Torre said Giambi could be back in the lineup Friday when the Yankees begin a road trip in Oakland against his former team.

“It doesn’t look like he’s really attacking up there with the bat,” Torre said. “We hope that by the time we get off the road trip we’re going to see a different guy.”

The 34-year-old Giambi is hitless in his last 15 at-bats and has just four hits in his last 38 at-bats. The 2000 AL MVP, trying to rebound from an offseason filled with controversy over steroids, has just three homers and six RBIs. But he does have 18 walks and a .386 on-base percentage.

“I know I’m doing everything I can the right way to get out of this,” he said, “and that’s working hard, and hopefully it will start paying off.”

Cashman said Giambi has options left, but players with more than five years of major league service can’t be sent down without their approval.

Giambi also could be sent to the minors outright if he consents because he would clear waivers — no team would claim him because of his $120 million, seven-year contract. If the Yankees send Giambi to the minors outright, they would save $37,470.73 in luxury tax for each day his $17,142,857 average salary isn’t included on the payroll of their 40-man roster, which is taxed at 40 percent over the 183-day regular season.

“I think it’s unlikely he would consent to that,” Cashman said, refusing to say whether a minor league assignment was discussed.

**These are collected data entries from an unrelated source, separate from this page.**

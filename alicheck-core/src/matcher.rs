//! Matcher - Decide whether a set of inbound rules admits given traffic

use crate::criteria::Criteria;
use crate::rule::Rule;

/// Returns true if any Accept rule admits traffic matching `criteria`.
///
/// Rules are evaluated in the order given (the provider's order; nothing is
/// re-sorted by priority) and the first match wins. Drop rules are skipped and
/// never block a later Accept rule, so a Drop rule for `0.0.0.0/0` followed by
/// an Accept rule for `10.0.0.0/8` still admits `10.1.1.1/32`. If the provider
/// does not return rules in a stable order, results that depend on ordering
/// may differ between fetches.
///
/// A rule matches when its source CIDR fully contains the queried range and,
/// if a port was queried, the port lies within the rule's inclusive range.
pub fn allows<'a, I>(inbound_rules: I, criteria: &Criteria) -> bool
where
    I: IntoIterator<Item = &'a Rule>,
{
    let Some(range) = criteria.ipv4_range.as_ref() else {
        return false;
    };

    for rule in inbound_rules {
        if !rule.is_accept() || !rule.covers(range) {
            continue;
        }

        match criteria.port {
            None => return true,
            Some(port) if rule.port_range.contains(port) => return true,
            Some(_) => {}
        }
    }

    false
}
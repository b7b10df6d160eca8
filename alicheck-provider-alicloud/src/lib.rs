//! alicheck AliCloud Provider
//!
//! Looks up ECS security groups through the RPC-style ECS API.
//!
//! ## Module Structure
//!
//! - `config` - Credentials, endpoint and timeout
//! - `rpc` - Request signing
//! - `response` - Response bodies and error code mapping

pub mod config;
pub mod response;
pub mod rpc;

pub use config::AliCloudConfig;

use alicheck_core::provider::{BoxFuture, ProviderError, ProviderResult, SecurityGroupProvider};
use alicheck_core::resource::SecurityGroup;
use chrono::Utc;
use log::debug;
use reqwest::Client;

use crate::response::parse_describe_response;
use crate::rpc::RpcRequest;

const DESCRIBE_SECURITY_GROUP_ATTRIBUTE: &str = "DescribeSecurityGroupAttribute";

/// AliCloud Provider
pub struct AliCloudProvider {
    http: Client,
    config: AliCloudConfig,
}

impl AliCloudProvider {
    /// Create a new AliCloud Provider
    pub fn new(config: AliCloudConfig) -> ProviderResult<Self> {
        let http = Client::builder()
            .timeout(config.timeout)
            .build()
            .map_err(|e| {
                ProviderError::configuration(format!("Failed to build HTTP client: {}", e))
            })?;
        Ok(Self::with_client(http, config))
    }

    /// Create a provider from `ALICLOUD_*` environment variables
    pub fn from_env() -> ProviderResult<Self> {
        Self::new(AliCloudConfig::from_env()?)
    }

    /// Create with a specific HTTP client (for testing)
    pub fn with_client(http: Client, config: AliCloudConfig) -> Self {
        Self { http, config }
    }

    pub fn config(&self) -> &AliCloudConfig {
        &self.config
    }

    /// Full signed URL for a request, with a fresh nonce and timestamp
    fn signed_url(&self, request: &RpcRequest) -> ProviderResult<String> {
        let nonce = uuid::Uuid::new_v4().to_string();
        let timestamp = Utc::now().format("%Y-%m-%dT%H:%M:%SZ").to_string();
        let query = request.signed_query(&self.config, &nonce, &timestamp)?;
        Ok(format!(
            "{}/?{}",
            self.config.endpoint.trim_end_matches('/'),
            query
        ))
    }

    // ========== ECS Security Group Operations ==========

    /// Describe a security group and its permissions
    async fn describe_ecs_security_group(
        &self,
        region: &str,
        group_id: &str,
    ) -> ProviderResult<SecurityGroup> {
        let request = RpcRequest::new(DESCRIBE_SECURITY_GROUP_ATTRIBUTE)
            .param("RegionId", region)
            .param("SecurityGroupId", group_id);
        let url = self.signed_url(&request)?;

        debug!(
            "{} {} in {} via {}",
            request.action(),
            group_id,
            region,
            self.config.endpoint
        );

        let response = self.http.get(&url).send().await.map_err(|e| {
            ProviderError::Transport(format!("{} request failed: {}", request.action(), e))
        })?;

        let status = response.status().as_u16();
        let body = response.text().await.map_err(|e| {
            ProviderError::Transport(format!("Failed to read {} response: {}", request.action(), e))
        })?;

        debug!("{} returned HTTP {}", request.action(), status);

        parse_describe_response(status, &body, region, group_id)
    }
}

impl SecurityGroupProvider for AliCloudProvider {
    fn name(&self) -> &'static str {
        "alicloud"
    }

    fn describe_security_group(
        &self,
        region: &str,
        group_id: &str,
    ) -> BoxFuture<'_, ProviderResult<SecurityGroup>> {
        let region = region.to_string();
        let group_id = group_id.to_string();
        Box::pin(async move { self.describe_ecs_security_group(&region, &group_id).await })
    }
}

#[cfg(test)]
mod tests {
    use super::*;

    fn provider(endpoint: &str) -> AliCloudProvider {
        AliCloudProvider::with_client(
            Client::new(),
            AliCloudConfig::new("testid", "testsecret").with_endpoint(endpoint),
        )
    }

    #[test]
    fn test_provider_name() {
        assert_eq!(provider("https://ecs.aliyuncs.com").name(), "alicloud");
    }

    #[test]
    fn signed_url_targets_endpoint() {
        let provider = provider("https://ecs.eu-west-1.aliyuncs.com/");
        let request = RpcRequest::new(DESCRIBE_SECURITY_GROUP_ATTRIBUTE)
            .param("RegionId", "eu-west-1")
            .param("SecurityGroupId", "sg-123");
        let url = provider.signed_url(&request).unwrap();

        assert!(url.starts_with("https://ecs.eu-west-1.aliyuncs.com/?AccessKeyId=testid&"));
        assert!(url.contains("&Action=DescribeSecurityGroupAttribute&"));
        assert!(url.contains("&SecurityGroupId=sg-123&"));
        assert!(url.contains("&Signature="));
    }

    #[test]
    fn new_applies_configured_timeout() {
        let config = AliCloudConfig::new("testid", "testsecret")
            .with_timeout(std::time::Duration::from_secs(5));
        let provider = AliCloudProvider::new(config).unwrap();
        assert_eq!(provider.config().timeout, std::time::Duration::from_secs(5));
        assert_eq!(provider.config().endpoint, AliCloudConfig::DEFAULT_ENDPOINT);
    }

    #[test]
    fn signed_urls_use_fresh_nonces() {
        let provider = provider("https://ecs.aliyuncs.com");
        let request = RpcRequest::new(DESCRIBE_SECURITY_GROUP_ATTRIBUTE);
        let first = provider.signed_url(&request).unwrap();
        let second = provider.signed_url(&request).unwrap();
        assert_ne!(first, second);
    }

    #[tokio::test]
    async fn unreachable_endpoint_is_transport_error() {
        // Port 9 (discard) on localhost is not expected to serve HTTP
        let provider = provider("http://127.0.0.1:9");
        let err = provider
            .describe_security_group("eu-west-1", "sg-123")
            .await
            .unwrap_err();
        assert!(matches!(err, ProviderError::Transport(_)));
    }
}
//! Rule - A single security group permission entry

use std::fmt;
use std::net::Ipv4Addr;
use std::str::FromStr;

use ipnet::Ipv4Net;
use serde::{Deserialize, Serialize};
use thiserror::Error;

/// Errors raised while interpreting the fields of a permission entry
#[derive(Debug, Clone, PartialEq, Eq, Error)]
pub enum RuleParseError {
    #[error("Unknown rule direction: {0:?}")]
    Direction(String),

    #[error("Unknown rule policy: {0:?}")]
    Policy(String),

    /// Port range is not `<start>/<end>`, or the bounds are out of order
    #[error("Invalid port range: {0:?}")]
    PortRange(String),

    #[error("Invalid IPv4 CIDR: {0:?}")]
    Cidr(String),
}

/// Traffic direction relative to the protected resource
#[derive(Debug, Clone, Copy, PartialEq, Eq, Hash, Serialize, Deserialize)]
#[serde(rename_all = "lowercase")]
pub enum Direction {
    Ingress,
    Egress,
}

impl FromStr for Direction {
    type Err = RuleParseError;

    fn from_str(s: &str) -> Result<Self, Self::Err> {
        match s.trim().to_ascii_lowercase().as_str() {
            "ingress" => Ok(Direction::Ingress),
            "egress" => Ok(Direction::Egress),
            _ => Err(RuleParseError::Direction(s.to_string())),
        }
    }
}

impl fmt::Display for Direction {
    fn fmt(&self, f: &mut fmt::Formatter<'_>) -> fmt::Result {
        match self {
            Direction::Ingress => write!(f, "ingress"),
            Direction::Egress => write!(f, "egress"),
        }
    }
}

/// Whether a rule permits or denies the traffic it matches
#[derive(Debug, Clone, Copy, PartialEq, Eq, Hash, Serialize, Deserialize)]
pub enum Policy {
    Accept,
    Drop,
}

impl FromStr for Policy {
    type Err = RuleParseError;

    /// The API has returned both `Accept` and `accept` over time
    fn from_str(s: &str) -> Result<Self, Self::Err> {
        match s.trim().to_ascii_lowercase().as_str() {
            "accept" => Ok(Policy::Accept),
            "drop" => Ok(Policy::Drop),
            _ => Err(RuleParseError::Policy(s.to_string())),
        }
    }
}

impl fmt::Display for Policy {
    fn fmt(&self, f: &mut fmt::Formatter<'_>) -> fmt::Result {
        match self {
            Policy::Accept => write!(f, "Accept"),
            Policy::Drop => write!(f, "Drop"),
        }
    }
}

/// Inclusive port range of a rule
///
/// The provider encodes ranges as `"<start>/<end>"` and uses `"-1/-1"` for
/// rules that are not restricted to any port (ICMP, all protocols).
#[derive(Debug, Clone, Copy, PartialEq, Eq, Hash, Serialize, Deserialize)]
#[serde(into = "String", try_from = "String")]
pub enum PortRange {
    /// No port restriction
    Any,
    Range { start: u16, end: u16 },
}

impl PortRange {
    pub fn new(start: u16, end: u16) -> Result<Self, RuleParseError> {
        if start > end {
            return Err(RuleParseError::PortRange(format!("{}/{}", start, end)));
        }
        Ok(PortRange::Range { start, end })
    }

    pub fn single(port: u16) -> Self {
        PortRange::Range {
            start: port,
            end: port,
        }
    }

    pub fn contains(&self, port: u16) -> bool {
        match self {
            PortRange::Any => true,
            PortRange::Range { start, end } => *start <= port && port <= *end,
        }
    }
}

impl FromStr for PortRange {
    type Err = RuleParseError;

    /// Parses `"<start>/<end>"`. An empty string or `"-1/-1"` means [`PortRange::Any`].
    fn from_str(s: &str) -> Result<Self, Self::Err> {
        let trimmed = s.trim();
        if trimmed.is_empty() {
            return Ok(PortRange::Any);
        }

        let invalid = || RuleParseError::PortRange(s.to_string());
        let (start, end) = trimmed.split_once('/').ok_or_else(invalid)?;
        let (start, end) = (start.trim(), end.trim());

        if start == "-1" && end == "-1" {
            return Ok(PortRange::Any);
        }

        let start: u16 = start.parse().map_err(|_| invalid())?;
        let end: u16 = end.parse().map_err(|_| invalid())?;
        PortRange::new(start, end).map_err(|_| invalid())
    }
}

impl fmt::Display for PortRange {
    fn fmt(&self, f: &mut fmt::Formatter<'_>) -> fmt::Result {
        match self {
            PortRange::Any => write!(f, "-1/-1"),
            PortRange::Range { start, end } => write!(f, "{}/{}", start, end),
        }
    }
}

impl From<PortRange> for String {
    fn from(range: PortRange) -> Self {
        range.to_string()
    }
}

impl TryFrom<String> for PortRange {
    type Error = RuleParseError;

    fn try_from(value: String) -> Result<Self, Self::Error> {
        value.parse()
    }
}

/// Parse an IPv4 CIDR range. A bare address is taken as a `/32`.
pub fn parse_ipv4_cidr(value: &str) -> Result<Ipv4Net, RuleParseError> {
    let value = value.trim();
    if let Ok(net) = value.parse::<Ipv4Net>() {
        return Ok(net);
    }
    value
        .parse::<Ipv4Addr>()
        .ok()
        .and_then(|addr| Ipv4Net::new(addr, 32).ok())
        .ok_or_else(|| RuleParseError::Cidr(value.to_string()))
}

/// One inbound or outbound permission of a security group
#[derive(Debug, Clone, PartialEq, Serialize, Deserialize)]
pub struct Rule {
    pub direction: Direction,
    pub policy: Policy,
    /// IPv4 source range. `None` for rules that reference a source group or an IPv6 range.
    pub source_cidr: Option<Ipv4Net>,
    pub port_range: PortRange,
    /// Informational only, never used for matching
    pub protocol: String,
    /// Informational only, never used for matching
    pub priority: Option<i64>,
    pub description: String,
}

impl Rule {
    pub fn new(direction: Direction, policy: Policy) -> Self {
        Self {
            direction,
            policy,
            source_cidr: None,
            port_range: PortRange::Any,
            protocol: String::new(),
            priority: None,
            description: String::new(),
        }
    }

    pub fn ingress(policy: Policy) -> Self {
        Self::new(Direction::Ingress, policy)
    }

    pub fn egress(policy: Policy) -> Self {
        Self::new(Direction::Egress, policy)
    }

    pub fn with_source_cidr(mut self, cidr: Ipv4Net) -> Self {
        self.source_cidr = Some(cidr);
        self
    }

    pub fn with_port_range(mut self, port_range: PortRange) -> Self {
        self.port_range = port_range;
        self
    }

    pub fn with_protocol(mut self, protocol: impl Into<String>) -> Self {
        self.protocol = protocol.into();
        self
    }

    pub fn with_priority(mut self, priority: i64) -> Self {
        self.priority = Some(priority);
        self
    }

    pub fn with_description(mut self, description: impl Into<String>) -> Self {
        self.description = description.into();
        self
    }

    pub fn is_accept(&self) -> bool {
        self.policy == Policy::Accept
    }

    /// True if the rule's source range fully contains `range` (subset or equal, not overlap)
    pub fn covers(&self, range: &Ipv4Net) -> bool {
        self.source_cidr
            .as_ref()
            .is_some_and(|cidr| cidr.contains(range))
    }
}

Giambi, who didn’t play Tuesday, was batting .262 through April 19, when he hit his last home run, but has driven in just one run since and has been tentative at the plate. During spring training, Mattingly worked with him to hit the ball more to the opposite field, but Giambi said they now will go back to having him concentrate on pulling the ball to right.

“I’m frustrated for him, and a lot more patient than he is right now watching him going through what he’s going through,” Torre said. “We’ve all experienced slumps. I’ve never been the player he is or he’s supposed to be. It just mounts on, so much more pressure and responsibility. It’s tough, and I never played in a venue like this. Everything is magnified here. It’s just something you’d like to be able to slow down and sort of be able to handle it a little at a time. But you don’t have time to do that when you play every day.”

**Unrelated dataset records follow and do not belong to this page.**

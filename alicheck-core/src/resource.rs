//! Resource - A fetched security group and the queries over it

use std::fmt;

use serde::Serialize;

use crate::criteria::Criteria;
use crate::matcher;
use crate::rule::{Direction, Rule};

/// Identifier carried by a group that the provider reported as not existing
pub const NOT_FOUND_GROUP_ID: &str = "empty response";

/// Security group state fetched from the provider
///
/// Built once per query and never mutated afterwards. A group the provider
/// reported as missing is represented by [`SecurityGroup::not_found`]: it has no
/// rules and carries [`NOT_FOUND_GROUP_ID`], so existence checks stay separate
/// from rule checks.
#[derive(Debug, Clone, PartialEq, Serialize)]
pub struct SecurityGroup {
    id: String,
    name: String,
    description: String,
    vpc_id: String,
    region: String,
    inbound_rules: Vec<Rule>,
    outbound_rules: Vec<Rule>,
    exists: bool,
    #[serde(skip)]
    requested_id: String,
}

impl SecurityGroup {
    pub fn existing(id: impl Into<String>, region: impl Into<String>) -> Self {
        let id = id.into();
        Self {
            requested_id: id.clone(),
            id,
            name: String::new(),
            description: String::new(),
            vpc_id: String::new(),
            region: region.into(),
            inbound_rules: Vec::new(),
            outbound_rules: Vec::new(),
            exists: true,
        }
    }

    pub fn not_found(requested_id: impl Into<String>, region: impl Into<String>) -> Self {
        Self {
            id: NOT_FOUND_GROUP_ID.to_string(),
            name: String::new(),
            description: String::new(),
            vpc_id: String::new(),
            region: region.into(),
            inbound_rules: Vec::new(),
            outbound_rules: Vec::new(),
            exists: false,
            requested_id: requested_id.into(),
        }
    }

    pub fn with_name(mut self, name: impl Into<String>) -> Self {
        self.name = name.into();
        self
    }

    pub fn with_description(mut self, description: impl Into<String>) -> Self {
        self.description = description.into();
        self
    }

    pub fn with_vpc_id(mut self, vpc_id: impl Into<String>) -> Self {
        self.vpc_id = vpc_id.into();
        self
    }

    /// Split the full permission set into inbound and outbound rules, keeping provider order
    pub fn with_permissions(mut self, permissions: impl IntoIterator<Item = Rule>) -> Self {
        let (inbound, outbound): (Vec<Rule>, Vec<Rule>) = permissions
            .into_iter()
            .partition(|rule| rule.direction == Direction::Ingress);
        self.inbound_rules = inbound;
        self.outbound_rules = outbound;
        self
    }

    pub fn exists(&self) -> bool {
        self.exists
    }

    /// Whether the inbound rules admit traffic matching `criteria`.
    ///
    /// See [`matcher::allows`] for the exact semantics.
    pub fn allows(&self, criteria: &Criteria) -> bool {
        if self.inbound_rules.is_empty() {
            return false;
        }
        matcher::allows(&self.inbound_rules, criteria)
    }

    /// Alias of [`SecurityGroup::allows`]
    pub fn allow_in(&self, criteria: &Criteria) -> bool {
        self.allows(criteria)
    }

    pub fn id(&self) -> &str {
        &self.id
    }

    pub fn name(&self) -> &str {
        &self.name
    }

    pub fn description(&self) -> &str {
        &self.description
    }

    pub fn vpc_id(&self) -> &str {
        &self.vpc_id
    }

    pub fn region(&self) -> &str {
        &self.region
    }

    pub fn inbound_rules(&self) -> &[Rule] {
        &self.inbound_rules
    }

    pub fn outbound_rules(&self) -> &[Rule] {
        &self.outbound_rules
    }

    pub fn inbound_rules_count(&self) -> usize {
        self.inbound_rules.len()
    }

    pub fn outbound_rules_count(&self) -> usize {
        self.outbound_rules.len()
    }
}

impl fmt::Display for SecurityGroup {
    fn fmt(&self, f: &mut fmt::Formatter<'_>) -> fmt::Result {
        write!(f, "ECS Security Group:")?;
        if self.exists {
            write!(f, " ID: {}", self.id)?;
            if !self.name.is_empty() {
                write!(f, " Name: {}", self.name)?;
            }
            if !self.vpc_id.is_empty() {
                write!(f, " VPC ID: {}", self.vpc_id)?;
            }
        } else {
            write!(f, " {}", self.requested_id)?;
        }
        if !self.region.is_empty() {
            write!(f, " in {}", self.region)?;
        }
        Ok(())
    }
}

Giambi missed much of last year because of a variety of ailments, including a benign tumor, and hit just .208 with 12 homers and 40 RBIs. Just before spring training, he all but confirmed a San Francisco Chronicle report that he told a federal grand jury in 2003 that he had used steroids, and there’s been an intense focus on him since he reported to the Yankees in February.

New York’s plan was to have him concentrate on hitting, and he’s made 21 starts at designated hitter and just four at first base.

If he’s sent to the minors, Giambi likely would play in the field more often. It sounded as if Torre preferred that option.

“I think he would probably benefit from playing first base,” Torre said. “I think that helps you get in better shape, when you play both sides of this thing. Right now, that’s where a lot of the work is going to have to come in, the practice stuff. The only problem here is if you practice and practice and practice, and it comes time to play the game, you may have lost a little bit.”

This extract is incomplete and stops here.